My question is focused on the latter.

The sensitivity of information is considered so high that we're facing a very likely possibility of internal staff getting their hands on the data.

In other words, we're afraid that internal staff can mass-steal the data and trade it (the data is only interesting when stolen altogether, as it's a huge DB of people's private info).

The DB is accessed by our application, on a record-by-record manner. This is considered fine, as using record-by-record manner of accessing data staff is not expected to mass-steal the information.

An obvious solution would be: give "keys to DB" to a single, most trusted man. However our concern is that even in this case someone can put a gun to his head and ask to make the copy of the DB.

Is there any way we could secure the DB, such that even if the DBA is put a gun to his head, he would be physically unable to steal the data?

Note: The database management system we are using is PostgreSQL, but we may easily switch to another one provided it offers the safety guarantees we're seeking.

  • 1
    A client of mine keeps their administrative password in a safe. If there is a physical security device, such as a safe, vault, bank deposit, etc, that can require two-man authentication, that could be a way forward for you. Along with encrypting the physical storage and backups, obviously. As @JustinCave says, the rest is product-specific. Commented Mar 15, 2017 at 11:38
  • With both external and internal questions, I think this question is too vague to be answered. If you're protecting from gun-against-the-head, that's one question generic to all databases. If you're protecting against externals threats from network intrusion, that's another question. Commented Mar 15, 2017 at 18:42

2 Answers 2



Require more heads. This solution scales linearly. Every gun you need to protect against requires one more disinterested head. Consider methods of discrete head positioning. The more work you spend positioning the heads, the more work others have to spend positioning guns. Hide heads for extra obfuscation.

Security is O(n) with heads: MySQL is equally secure with a rock, which is equally as secure as PostgreSQL. That's the best position in a security analogy MySQL has ever been in.

Software Stack Security

  • Network Encryption, use SSL with an AES cipher.
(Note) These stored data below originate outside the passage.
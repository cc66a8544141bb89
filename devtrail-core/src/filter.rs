//! Exclusion filter for files and commit messages
//!
//! File patterns are glob-like: `*` matches any run of characters (slashes
//! included), `?` matches exactly one character, and everything else matches
//! literally. Each pattern is anchored to the whole path. Commit patterns are
//! case-insensitive substrings.
//!
//! A filter is built from one [`PrivacySettings`] value and never changes;
//! components rebuild it whenever they receive a new configuration.

use crate::config::PrivacySettings;
use crate::types::SessionData;
use regex::Regex;

/// Compiled exclusion rules
#[derive(Debug, Clone)]
pub struct ExclusionFilter {
    file_patterns: Vec<Regex>,
    commit_patterns: Vec<String>,
}

impl ExclusionFilter {
    /// Compile the rules from privacy settings.
    pub fn new(settings: &PrivacySettings) -> Self {
        let file_patterns = settings
            .exclude_file_patterns
            .iter()
            .filter_map(|pattern| match Regex::new(&glob_to_regex(pattern)) {
                Ok(re) => Some(re),
                Err(e) => {
                    tracing::warn!(
                        pattern = %pattern,
                        error = %e,
                        "Skipping unusable exclude pattern"
                    );
                    None
                }
            })
            .collect();

        let commit_patterns = settings
            .exclude_commit_patterns
            .iter()
            .map(|p| p.to_lowercase())
            .collect();

        Self {
            file_patterns,
            commit_patterns,
        }
    }

    /// A filter that excludes nothing
    pub fn allow_all() -> Self {
        Self {
            file_patterns: Vec::new(),
            commit_patterns: Vec::new(),
        }
    }

    /// True if the path matches any file pattern.
    pub fn should_exclude_file(&self, path: &str) -> bool {
        let normalized = path.replace('\\', "/");
        self.file_patterns.iter().any(|re| re.is_match(&normalized))
    }

    /// True if the message contains any commit pattern (case-insensitive).
    pub fn should_exclude_commit(&self, message: &str) -> bool {
        if self.commit_patterns.is_empty() {
            return false;
        }
        let message = message.to_lowercase();
        self.commit_patterns.iter().any(|p| message.contains(p.as_str()))
    }

    /// Copy of a session with excluded files and commits removed.
    pub fn filter_session(&self, session: &SessionData) -> SessionData {
        let mut filtered = session.clone();
        filtered
            .edited_files
            .retain(|e| !self.should_exclude_file(&e.file_path));
        filtered
            .git_commits
            .retain(|c| !self.should_exclude_commit(&c.message));
        for commit in &mut filtered.git_commits {
            commit.files_changed.retain(|f| !self.should_exclude_file(f));
        }
        filtered
    }
}

impl Default for ExclusionFilter {
    fn default() -> Self {
        Self::new(&PrivacySettings::default())
    }
}

/// Translate a glob-like pattern into an anchored regex.
fn glob_to_regex(pattern: &str) -> String {
    let mut out = String::with_capacity(pattern.len() * 2 + 2);
    out.push('^');

    let mut previous_star = false;
    for ch in pattern.chars() {
        match ch {
            '*' => {
                if !previous_star {
                    out.push_str(".*");
                }
            }
            '?' => out.push('.'),
            _ => {
                let mut buf = [0u8; 4];
                out.push_str(&regex::escape(ch.encode_utf8(&mut buf)));
            }
        }
        previous_star = ch == '*';
    }

    out.push('$');
    out
}
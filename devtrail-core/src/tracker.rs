//! Session tracker
//!
//! Owns the live [`SessionData`] and its lifecycle:
//!
//! ```text
//!  Idle ──start_tracking──► Tracking ──stop_tracking──► Stopped
//!                             ▲  │                         │
//!                             │  └─reset (new id, same     │
//!                             │    state)                  │
//!                             └───────start_tracking───────┘
//! ```
//!
//! Monitor callbacks mutate the live session synchronously, one complete step
//! per event, and the lock is never held across an `.await`. Asynchronous
//! work (commit refresh, saving, summaries) snapshots what it needs first and
//! re-checks the state before applying its result, so a refresh that
//! completes after `stop_tracking` or `reset` is discarded.

use crate::config::ExtensionConfig;
use crate::error::Result;
use crate::events::{lock, Subscription};
use crate::filter::ExclusionFilter;
use crate::monitor::{CommitSource, ErrorSource, FileMonitor};
use crate::store::SessionStorage;
use crate::summary::{fallback_summary, Summarizer};
use crate::types::SessionData;
use chrono::Utc;
use std::sync::{Arc, Mutex, Weak};
use std::time::Duration;

/// Lifecycle state of the tracker
#[derive(Debug, Clone, Copy, PartialEq, Eq)]
pub enum TrackerState {
    Idle,
    Tracking,
    Stopped,
}

/// Collaborators the tracker is built from
pub struct TrackerDeps {
    pub files: Arc<dyn FileMonitor>,
    pub commits: Arc<dyn CommitSource>,
    pub errors: Arc<dyn ErrorSource>,
    pub storage: Arc<dyn SessionStorage>,
}

struct LiveSession {
    state: TrackerState,
    session: SessionData,
}

/// Orchestrates the monitors into one live session
pub struct SessionTracker {
    config: Mutex<Arc<ExtensionConfig>>,
    live: Arc<Mutex<LiveSession>>,
    subscriptions: Mutex<Vec<Subscription>>,
    files: Arc<dyn FileMonitor>,
    commits: Arc<dyn CommitSource>,
    errors: Arc<dyn ErrorSource>,
    storage: Arc<dyn SessionStorage>,
    previous: Option<SessionData>,
}

impl SessionTracker {
    /// Build a tracker and capture the previous session from storage.
    ///
    /// The previous session is loaded once here and cached.
    pub async fn open(config: Arc<ExtensionConfig>, deps: TrackerDeps) -> Self {
        let previous = deps.storage.load_last_session().await;
        match &previous {
            Some(session) => tracing::info!(
                session_id = %session.session_id,
                "Loaded previous session"
            ),
            None => tracing::debug!("No previous session"),
        }

        Self {
            config: Mutex::new(config),
            live: Arc::new(Mutex::new(LiveSession {
                state: TrackerState::Idle,
                session: SessionData::new(),
            })),
            subscriptions: Mutex::new(Vec::new()),
            files: deps.files,
            commits: deps.commits,
            errors: deps.errors,
            storage: deps.storage,
            previous,
        }
    }

    /// Current lifecycle state
    pub fn state(&self) -> TrackerState {
        lock(&self.live).state
    }

    /// Configuration currently in effect
    pub fn config(&self) -> Arc<ExtensionConfig> {
        Arc::clone(&lock(&self.config))
    }

    /// Begin a new session and subscribe to the monitors.
    ///
    /// Does nothing if already tracking.
    pub fn start_tracking(&self) {
        let session_id = {
            let mut live = lock(&self.live);
            if live.state == TrackerState::Tracking {
                return;
            }
            live.session = SessionData::new();
            live.state = TrackerState::Tracking;
            live.session.session_id.clone()
        };

        self.files.reset();
        self.errors.reset();

        let file_live = Arc::clone(&self.live);
        let file_sub = self.files.on_file_changed(Box::new(move |edit| {
            let mut live = lock(&file_live);
            if live.state == TrackerState::Tracking {
                live.session.record_file_edit(edit.clone());
            }
        }));

        let error_live = Arc::clone(&self.live);
        let error_sub = self.errors.on_terminal_error(Box::new(move |error| {
            let mut live = lock(&error_live);
            if live.state == TrackerState::Tracking {
                live.session.record_terminal_error(error.clone());
            }
        }));

        *lock(&self.subscriptions) = vec![file_sub, error_sub];
        tracing::info!(session_id = %session_id, "Started tracking");
    }

    /// Unsubscribe from the monitors. Does not persist anything.
    pub fn stop_tracking(&self) {
        let subscriptions = std::mem::take(&mut *lock(&self.subscriptions));
        drop(subscriptions);

        let mut live = lock(&self.live);
        if live.state == TrackerState::Tracking {
            live.state = TrackerState::Stopped;
            tracing::info!(session_id = %live.session.session_id, "Stopped tracking");
        }
    }

    /// Pull commits made since the session started and merge them.
    ///
    /// Returns the number of commits added. Results arriving after the
    /// tracker stopped or the session was reset are discarded.
    pub async fn refresh_commits(&self) -> usize {
        let (session_id, since) = {
            let live = lock(&self.live);
            if live.state != TrackerState::Tracking {
                return 0;
            }
            (live.session.session_id.clone(), live.session.start_time)
        };

        let commits = self.commits.commits_since(since).await;

        let mut live = lock(&self.live);
        if live.state != TrackerState::Tracking || live.session.session_id != session_id {
            tracing::debug!(session_id = %session_id, "Discarding stale commit refresh");
            return 0;
        }
        let added = live.session.merge_commits(commits);
        if added > 0 {
            tracing::debug!(session_id = %session_id, added, "Merged commits");
        }
        added
    }

    /// Refresh commits on a fixed interval until tracking stops.
    ///
    /// The task holds only a weak reference and ends when the tracker is
    /// dropped.
    pub fn spawn_commit_polling(self: &Arc<Self>, every: Duration) -> tokio::task::JoinHandle<()> {
        let tracker: Weak<Self> = Arc::downgrade(self);
        tokio::spawn(async move {
            let mut ticker = tokio::time::interval(every);
            loop {
                ticker.tick().await;
                let Some(tracker) = tracker.upgrade() else {
                    break;
                };
                if tracker.state() != TrackerState::Tracking {
                    break;
                }
                tracker.refresh_commits().await;
            }
        })
    }

    /// Persist the live session, setting `end_time` on first save.
    ///
    /// Failures are logged and returned; tracking continues either way and
    /// a later call simply tries again.
    pub async fn save_session(&self) -> Result<()> {
        let snapshot = {
            let mut live = lock(&self.live);
            if live.session.end_time.is_none() {
                live.session.end_time = Some(Utc::now());
            }
            live.session.clone()
        };

        match self.storage.save_session(&snapshot).await {
            Ok(()) => {
                tracing::info!(session_id = %snapshot.session_id, "Session saved");
                Ok(())
            }
            Err(e) => {
                tracing::error!(
                    session_id = %snapshot.session_id,
                    error = %e,
                    "Failed to save session"
                );
                Err(e)
            }
        }
    }

    /// Snapshot of the live session
    pub fn current_session(&self) -> SessionData {
        lock(&self.live).session.clone()
    }

    /// Session that was last saved before this tracker was opened
    pub fn previous_session(&self) -> Option<&SessionData> {
        self.previous.as_ref()
    }

    /// Clear the live session and start over with a fresh ID.
    ///
    /// The tracking state is unchanged.
    pub fn reset(&self) {
        let session_id = {
            let mut live = lock(&self.live);
            live.session = SessionData::new();
            live.session.session_id.clone()
        };
        self.files.reset();
        self.errors.reset();
        tracing::info!(session_id = %session_id, "Session reset");
    }

    /// Swap in a new configuration.
    ///
    /// Monitors get the new rules, entries that the new rules exclude are
    /// purged from the live session, and tracking stops if it was disabled.
    pub fn update_config(&self, config: Arc<ExtensionConfig>) {
        self.files.update_config(&config);
        self.commits.update_config(&config);

        let filter = ExclusionFilter::new(&config.privacy_settings);
        {
            let mut live = lock(&self.live);
            let filtered = filter.filter_session(&live.session);
            live.session = filtered;
        }

        let enabled = config.enabled;
        *lock(&self.config) = config;

        if !enabled && self.state() == TrackerState::Tracking {
            tracing::info!("Tracking disabled by configuration");
            self.stop_tracking();
        }
    }

    /// Current branch of the workspace repository
    pub async fn current_branch(&self) -> Option<String> {
        self.commits.current_branch().await
    }

    /// Produce and store a summary for the live session.
    ///
    /// Uses the summarizer when AI summaries are enabled and one is given,
    /// otherwise (or when it fails) the deterministic fallback.
    pub async fn summarize(&self, summarizer: Option<&dyn Summarizer>) -> String {
        let config = self.config();
        let snapshot = self.current_session();

        let summary = match summarizer {
            Some(summarizer) if config.ai_summary_active() => {
                match summarizer.summarize(&snapshot, &config).await {
                    Ok(text) if !text.trim().is_empty() => text,
                    Ok(_) => fallback_summary(&snapshot),
                    Err(e) => {
                        tracing::warn!(error = %e, "Summarizer failed, using fallback");
                        fallback_summary(&snapshot)
                    }
                }
            }
            _ => fallback_summary(&snapshot),
        };

        let mut live = lock(&self.live);
        if live.session.session_id == snapshot.session_id {
            live.session.summary = Some(summary.clone());
        }
        summary
    }
}
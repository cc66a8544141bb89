//! # devtrail-core
//!
//! Core library for devtrail, a development-session tracker embedded in an
//! editor host.
//!
//! This library provides:
//! - Monitors for file edits, git commits, and terminal errors
//! - A session tracker that combines them into one live session record
//! - JSON session storage and configuration management
//! - Privacy filtering and opt-in team aggregation
//! - Logging infrastructure
//!
//! ## Architecture
//!
//! The host editor forwards its callbacks (file saved, terminal output, ...)
//! to the monitors in [`monitor`]. Each monitor filters what it sees through
//! the [`ExclusionFilter`] and publishes events that the [`SessionTracker`]
//! folds into the live [`SessionData`]. Sessions are persisted through
//! [`SessionStorage`] and optionally shared through the
//! [`TeamDataAggregator`].
//!
//! ## Example
//!
//! ```rust,no_run
//! use devtrail_core::{Config, JsonSessionStore, SessionTracker, TrackerDeps};
//! use devtrail_core::monitor::{FileChangeMonitor, GitActivityMonitor, TerminalErrorMonitor};
//! use std::sync::Arc;
//!
//! # async fn run() -> devtrail_core::Result<()> {
//! let config = Config::load()?;
//! let tracker_config = Arc::new(config.tracker.clone());
//! let workspace = std::env::current_dir()?;
//!
//! let deps = TrackerDeps {
//!     files: Arc::new(FileChangeMonitor::new(&workspace, &tracker_config)),
//!     commits: Arc::new(GitActivityMonitor::new(&workspace, &tracker_config)),
//!     errors: Arc::new(TerminalErrorMonitor::new()),
//!     storage: Arc::new(JsonSessionStore::new(config.session_root())),
//! };
//! let tracker = SessionTracker::open(tracker_config, deps).await;
//! tracker.start_tracking();
//! tracker.save_session().await?;
//! # Ok(())
//! # }
//! ```

// Re-export commonly used items at the crate root
pub use config::{Config, ExtensionConfig};
pub use error::{Error, Result};
pub use filter::ExclusionFilter;
pub use store::{JsonSessionStore, SessionStorage};
pub use team::{TeamBackend, TeamDataAggregator};
pub use tracker::{SessionTracker, TrackerDeps, TrackerState};
pub use types::*;

// Public modules
pub mod config;
pub mod display;
pub mod error;
pub mod events;
pub mod filter;
pub mod format;
pub mod logging;
pub mod monitor;
pub mod store;
pub mod summary;
pub mod team;
pub mod tracker;
pub mod types;
//! Event monitors feeding the session tracker
//!
//! Each monitor translates one kind of host activity into typed records and
//! applies the exclusion filter before anything is admitted.
//!
//! | Monitor | Capability | Records |
//! |---------|------------|---------|
//! | [`FileChangeMonitor`] | [`FileMonitor`] | [`FileEdit`] |
//! | [`GitActivityMonitor`] | [`CommitSource`] | [`GitCommit`] |
//! | [`TerminalErrorMonitor`] | [`ErrorSource`] | [`TerminalError`] |
//!
//! The tracker only depends on the capability traits, so tests and hosts can
//! supply their own implementations.

pub mod file;
pub mod git;
pub mod terminal;

pub use file::{FileChangeMonitor, SavedDocument};
pub use git::{GitActivityMonitor, GitRunner, SystemGit};
pub use terminal::TerminalErrorMonitor;

use crate::config::ExtensionConfig;
use crate::events::Subscription;
use crate::types::{FileEdit, GitCommit, TerminalError};
use async_trait::async_trait;
use chrono::{DateTime, Utc};

/// Source of deduplicated file edits.
pub trait FileMonitor: Send + Sync {
    /// Register a listener for admitted edits.
    fn on_file_changed(&self, callback: Box<dyn Fn(&FileEdit) + Send + Sync>) -> Subscription;

    /// Edits recorded since the last reset, one per path.
    fn edited_files(&self) -> Vec<FileEdit>;

    /// Forget all recorded edits.
    fn reset(&self);

    /// Swap in a new configuration.
    fn update_config(&self, config: &ExtensionConfig);
}

/// Source of commits from version control.
///
/// Failures are never reported as errors: an unavailable repository simply
/// yields no commits and no branch.
#[async_trait]
pub trait CommitSource: Send + Sync {
    /// Whether the workspace is inside a repository.
    fn is_git_repository(&self) -> bool;

    /// Commits strictly after `since`, ascending, filtered and truncated.
    async fn commits_since(&self, since: DateTime<Utc>) -> Vec<GitCommit>;

    /// Current branch name, if any.
    async fn current_branch(&self) -> Option<String>;

    /// Swap in a new configuration.
    fn update_config(&self, config: &ExtensionConfig);
}

/// Source of classified terminal errors.
pub trait ErrorSource: Send + Sync {
    /// Register a listener for every classified line.
    fn on_terminal_error(
        &self,
        callback: Box<dyn Fn(&TerminalError) + Send + Sync>,
    ) -> Subscription;

    /// Most recently observed error.
    fn last_error(&self) -> Option<TerminalError>;

    /// Forget the last error.
    fn reset(&self);
}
Consider layering DB authentication with network authentication using openswan/strongswan.
  • Disk Encryption, use eCryptfs
  • Authentication, use GSSAPI

Database Security

PostgreSQL supports row-level security. I definitely suggest reviewing the DDL security docs. This protects the database against unbridled app-level access. Perhaps all of your data doesn't need to be read by every app? You can even REVOKE or GRANT access to specific columns on the table, see the docs for more info (search for column).

Special notes

You can store encrypted data in the database too. This gets the DBA admin out of the problem entirely. Then the gun-against-the-head switches points of failure to the end-user. This may or may not be a good thing. Certainly, I prefer them to risk the gun-against-the-head scenarios. I just run it.


My immediate thought is SQL 2016 Enterprise "Always Encrypted", which encrypts the values on the fly but also lets a separate department such as SecurityOps hold the keys. This way the DBA, web admins, and others simply do not have the final encryption values needed and someone else can have it.

Of course this is new and not fool proof. There are all kinds of limitations which you should look up when you decide to test due to them changing over time. You could even have unsecured data which you think is secured if you're not careful.

However if you can properly identify which columns you want encrypted on this level, this is a good solution to look at to see if it fits your needs. Some limitations I copied from here but certainly not all are:

  • Columns using one of the following datatypes: xml, timestamp/rowversion, image, ntext, text, sql_variant, hierarchyid, geography, geometry, alias, user defined-types.
  • FILESTREAM columns
  • Columns with ROWGUIDCOL property
  • String (varchar, char, etc.) columns with non-bin2 collations
  • Columns that are keys for nonclustered indices using a randomized encrypted column as a key column (deterministic encrypted columns are fine)
  • Columns that are keys for clustered indices using a randomized encrypted column as a key column (deterministic encrypted columns are fine)
  • Columns that are keys for fulltext indices containing encrypted columns both randomized and deterministic
  • Columns referenced by computed columns (when the expression does unsupported operations for Always Encrypted)
  • Sparse column set
  • Columns that are referenced by statistics
  • Columns using alias type
  • Partitioning columns
  • Columns with default constraints
  • Columns referenced by unique constraints when using randomized encryption (deterministic encryption is supported)
  • Primary key columns when using randomized encryption (deterministic encryption is supported)
  • Referencing columns in foreign key constraints when using randomized encryption or when using deterministic encryption, if the referenced and referencing columns use different keys or algorithms
  • Columns referenced by check constraints
  • Columns in tables that use change data capture
  • Primary key columns on tables that have change tracking
  • Columns that are masked (using Dynamic Data Masking)
  • Columns in Stretch Database tables. (Tables with columns encrypted with Always Encrypted can be enabled for Stretch.)
  • Columns in external (PolyBase) tables (note: using external tables and tables with encrypted columns in the same query is supported)
  • Columns in table variables

Configuring "Always Encrpyted"

Otherwise you might be better off rolling your own app level encryption support where the key management is handled with a separate team that the ops team cannot access. The data being written will be encrypted as it is being written so there is still no chance of man in the middle attacks.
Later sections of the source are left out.